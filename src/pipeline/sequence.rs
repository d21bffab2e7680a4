use crate::pipeline::operation::Operation;

/// Ordered, append-only list of validated operations.
///
/// Insertion order is application order. The only other mutation is a full
/// [`Pipeline::reset`].
#[derive(Clone, Debug, Default, PartialEq, serde::Serialize, serde::Deserialize)]
#[serde(transparent)]
pub struct Pipeline {
    ops: Vec<Operation>,
}

impl Pipeline {
    pub fn new() -> Self {
        Self::default()
    }

    pub fn append(&mut self, op: Operation) {
        self.ops.push(op);
    }

    /// Discard every operation.
    pub fn reset(&mut self) {
        self.ops.clear();
    }

    /// Read view in application order.
    pub fn as_slice(&self) -> &[Operation] {
        &self.ops
    }

    pub fn iter(&self) -> std::slice::Iter<'_, Operation> {
        self.ops.iter()
    }

    pub fn len(&self) -> usize {
        self.ops.len()
    }

    pub fn is_empty(&self) -> bool {
        self.ops.is_empty()
    }

    /// Serialize the pipeline as a JSON array of tagged operations.
    pub fn to_json(&self) -> anyhow::Result<String> {
        Ok(serde_json::to_string_pretty(self)?)
    }
}

impl<'a> IntoIterator for &'a Pipeline {
    type Item = &'a Operation;
    type IntoIter = std::slice::Iter<'a, Operation>;

    fn into_iter(self) -> Self::IntoIter {
        self.iter()
    }
}

impl FromIterator<Operation> for Pipeline {
    fn from_iter<I: IntoIterator<Item = Operation>>(iter: I) -> Self {
        Self {
            ops: iter.into_iter().collect(),
        }
    }
}

#[cfg(test)]
#[path = "../../tests/unit/pipeline/sequence.rs"]
mod tests;
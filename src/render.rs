pub(crate) mod driver;
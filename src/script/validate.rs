//! Per-command parameter validation.
//!
//! Every validator receives the argument fields (the command name already
//! stripped, arity already checked by [`validate`]) and either builds a
//! complete [`Operation`] or reports the first problem found. Validators
//! never touch session state.
//!
//! Numeric fields parse leniently: a field that is not a float reads as `0`.
//! Fields that feed integer sizes or coordinates must parse as integers.

use crate::{
    pipeline::operation::{ColorspaceConversion, LocalStat, Operation},
    script::{
        diagnostic::{ValidationError, ValidationErrorKind},
        registry::{CommandAction, CommandSpec},
    },
};

/// Result of a single validator: `Ok(None)` means the line is accepted but
/// contributes no operation (an out-of-range rotation, for instance).
pub type Validated = Result<Option<Operation>, ValidationErrorKind>;

/// Check arity, then run the command's validator over `args`.
///
/// `args` excludes the command name; `command` is the name as written,
/// which may be an alias. Directives only get the arity check.
pub fn validate(
    spec: &CommandSpec,
    command: &str,
    args: &[&str],
    line: usize,
) -> Result<Option<Operation>, ValidationError> {
    let checked = check_arity(spec, args).and_then(|()| match spec.action {
        CommandAction::Transform(validator) => validator(args),
        CommandAction::Directive(_) => Ok(None),
    });
    checked.map_err(|kind| ValidationError {
        line,
        command: command.to_string(),
        usage: spec.usage,
        kind,
    })
}

fn check_arity(spec: &CommandSpec, args: &[&str]) -> Result<(), ValidationErrorKind> {
    if args.len() < spec.min_args {
        return Err(ValidationErrorKind::Arity {
            min: spec.min_args,
            got: args.len(),
        });
    }
    Ok(())
}

/// Lenient float parse: anything unparsable reads as zero.
pub fn atof(field: &str) -> f32 {
    field.parse::<f32>().unwrap_or(0.0)
}

fn atoi(args: &[&str], index: usize) -> Result<i32, ValidationErrorKind> {
    args[index]
        .parse::<i32>()
        .map_err(|_| ValidationErrorKind::NotInteger {
            index,
            field: args[index].to_string(),
        })
}

/// Lenient float at `index`, rejected unless it lies in `lo..=hi`.
/// `NaN` never lies in range.
fn ranged(args: &[&str], index: usize, lo: f32, hi: f32) -> Result<f32, ValidationErrorKind> {
    let v = atof(args[index]);
    if (lo..=hi).contains(&v) {
        Ok(v)
    } else {
        Err(ValidationErrorKind::Range {
            index,
            value: f64::from(v),
        })
    }
}

fn size_pair(args: &[&str]) -> Result<(i32, i32), ValidationErrorKind> {
    Ok((atoi(args, 0)?, atoi(args, 1)?))
}

fn local(args: &[&str], stat: LocalStat) -> Validated {
    let size = atoi(args, 0)?;
    if size <= 0 {
        return Err(ValidationErrorKind::Range {
            index: 0,
            value: f64::from(size),
        });
    }
    // Odd sizes are documented but not enforced here.
    Ok(Some(Operation::Local { stat, size }))
}

pub(crate) fn blur(args: &[&str]) -> Validated {
    Ok(Some(Operation::Blur {
        sigma: atof(args[0]),
    }))
}

pub(crate) fn brightness(args: &[&str]) -> Validated {
    let percent = ranged(args, 0, -100.0, 100.0)?;
    Ok(Some(Operation::Brightness { percent }))
}

pub(crate) fn color_balance(args: &[&str]) -> Validated {
    Ok(Some(Operation::ColorBalance {
        red: atof(args[0]),
        green: atof(args[1]),
        blue: atof(args[2]),
    }))
}

pub(crate) fn colorize(args: &[&str]) -> Validated {
    Ok(Some(Operation::Colorize {
        hue: atof(args[0]),
        saturation: atof(args[1]),
        percent: atof(args[2]),
    }))
}

pub(crate) fn colorspace(args: &[&str]) -> Validated {
    let conversion = match args[0] {
        "linear" | "l" => ColorspaceConversion::SrgbToLinear,
        "sRGB" | "s" => ColorspaceConversion::LinearToSrgb,
        other => {
            return Err(ValidationErrorKind::InvalidChoice {
                index: 0,
                field: other.to_string(),
            });
        }
    };
    Ok(Some(Operation::Colorspace { conversion }))
}

pub(crate) fn contrast(args: &[&str]) -> Validated {
    let percent = ranged(args, 0, -100.0, 100.0)?;
    Ok(Some(Operation::Contrast { percent }))
}

pub(crate) fn crop(args: &[&str]) -> Validated {
    Ok(Some(Operation::Crop {
        x1: atoi(args, 0)?,
        y1: atoi(args, 1)?,
        x2: atoi(args, 2)?,
        y2: atoi(args, 3)?,
    }))
}

pub(crate) fn crop_to_size(args: &[&str]) -> Validated {
    let (width, height) = size_pair(args)?;
    Ok(Some(Operation::CropToSize { width, height }))
}

pub(crate) fn edge(_: &[&str]) -> Validated {
    Ok(Some(Operation::Edge))
}

pub(crate) fn emboss(_: &[&str]) -> Validated {
    Ok(Some(Operation::Emboss))
}

pub(crate) fn flip_horizontal(_: &[&str]) -> Validated {
    Ok(Some(Operation::FlipHorizontal))
}

pub(crate) fn flip_vertical(_: &[&str]) -> Validated {
    Ok(Some(Operation::FlipVertical))
}

pub(crate) fn gamma(args: &[&str]) -> Validated {
    Ok(Some(Operation::Gamma {
        gamma: atof(args[0]),
    }))
}

pub(crate) fn grayscale(_: &[&str]) -> Validated {
    Ok(Some(Operation::Grayscale))
}

pub(crate) fn hue(args: &[&str]) -> Validated {
    let shift = ranged(args, 0, -180.0, 180.0)?;
    Ok(Some(Operation::Hue { shift }))
}

pub(crate) fn invert(_: &[&str]) -> Validated {
    Ok(Some(Operation::Invert))
}

pub(crate) fn local_minimum(args: &[&str]) -> Validated {
    local(args, LocalStat::Minimum)
}

pub(crate) fn local_maximum(args: &[&str]) -> Validated {
    local(args, LocalStat::Maximum)
}

pub(crate) fn local_mean(args: &[&str]) -> Validated {
    local(args, LocalStat::Mean)
}

pub(crate) fn local_median(args: &[&str]) -> Validated {
    local(args, LocalStat::Median)
}

pub(crate) fn opacity(args: &[&str]) -> Validated {
    let percent = ranged(args, 0, 0.0, 100.0)?;
    Ok(Some(Operation::Opacity { percent }))
}

pub(crate) fn pixelate(args: &[&str]) -> Validated {
    Ok(Some(Operation::Pixelate {
        size: atoi(args, 0)?,
    }))
}

pub(crate) fn resize(args: &[&str]) -> Validated {
    let (width, height) = size_pair(args)?;
    Ok(Some(Operation::Resize { width, height }))
}

pub(crate) fn resize_to_fill(args: &[&str]) -> Validated {
    let (width, height) = size_pair(args)?;
    Ok(Some(Operation::ResizeToFill { width, height }))
}

pub(crate) fn resize_to_fit(args: &[&str]) -> Validated {
    let (width, height) = size_pair(args)?;
    Ok(Some(Operation::ResizeToFit { width, height }))
}

/// Angles outside `(0, 360]` are accepted and ignored.
pub(crate) fn rotate(args: &[&str]) -> Validated {
    let degrees = atof(args[0]);
    if !(degrees > 0.0 && degrees <= 360.0) {
        return Ok(None);
    }
    let op = if degrees == 90.0 {
        Operation::Rotate90
    } else if degrees == 180.0 {
        Operation::Rotate180
    } else if degrees == 270.0 {
        Operation::Rotate270
    } else {
        Operation::Rotate { degrees }
    };
    Ok(Some(op))
}

pub(crate) fn saturation(args: &[&str]) -> Validated {
    let percent = ranged(args, 0, -100.0, 500.0)?;
    Ok(Some(Operation::Saturation { percent }))
}

pub(crate) fn sepia(args: &[&str]) -> Validated {
    let percent = ranged(args, 0, 0.0, 100.0)?;
    Ok(Some(Operation::Sepia { percent }))
}

pub(crate) fn sigmoid(args: &[&str]) -> Validated {
    Ok(Some(Operation::Sigmoid {
        midpoint: atof(args[0]),
        factor: atof(args[1]),
    }))
}

pub(crate) fn sobel(_: &[&str]) -> Validated {
    Ok(Some(Operation::Sobel))
}

pub(crate) fn threshold(args: &[&str]) -> Validated {
    let percent = ranged(args, 0, 0.0, 100.0)?;
    Ok(Some(Operation::Threshold { percent }))
}

pub(crate) fn transpose(_: &[&str]) -> Validated {
    Ok(Some(Operation::Transpose))
}

pub(crate) fn transverse(_: &[&str]) -> Validated {
    Ok(Some(Operation::Transverse))
}

pub(crate) fn unsharp_mask(args: &[&str]) -> Validated {
    Ok(Some(Operation::UnsharpMask {
        sigma: atof(args[0]),
        amount: atof(args[1]),
        threshold: atof(args[2]),
    }))
}

#[cfg(test)]
#[path = "../../tests/unit/script/validate.rs"]
mod tests;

⁂

In how many lines of the material above does the word "accepted" appear? Reply with the number only.

2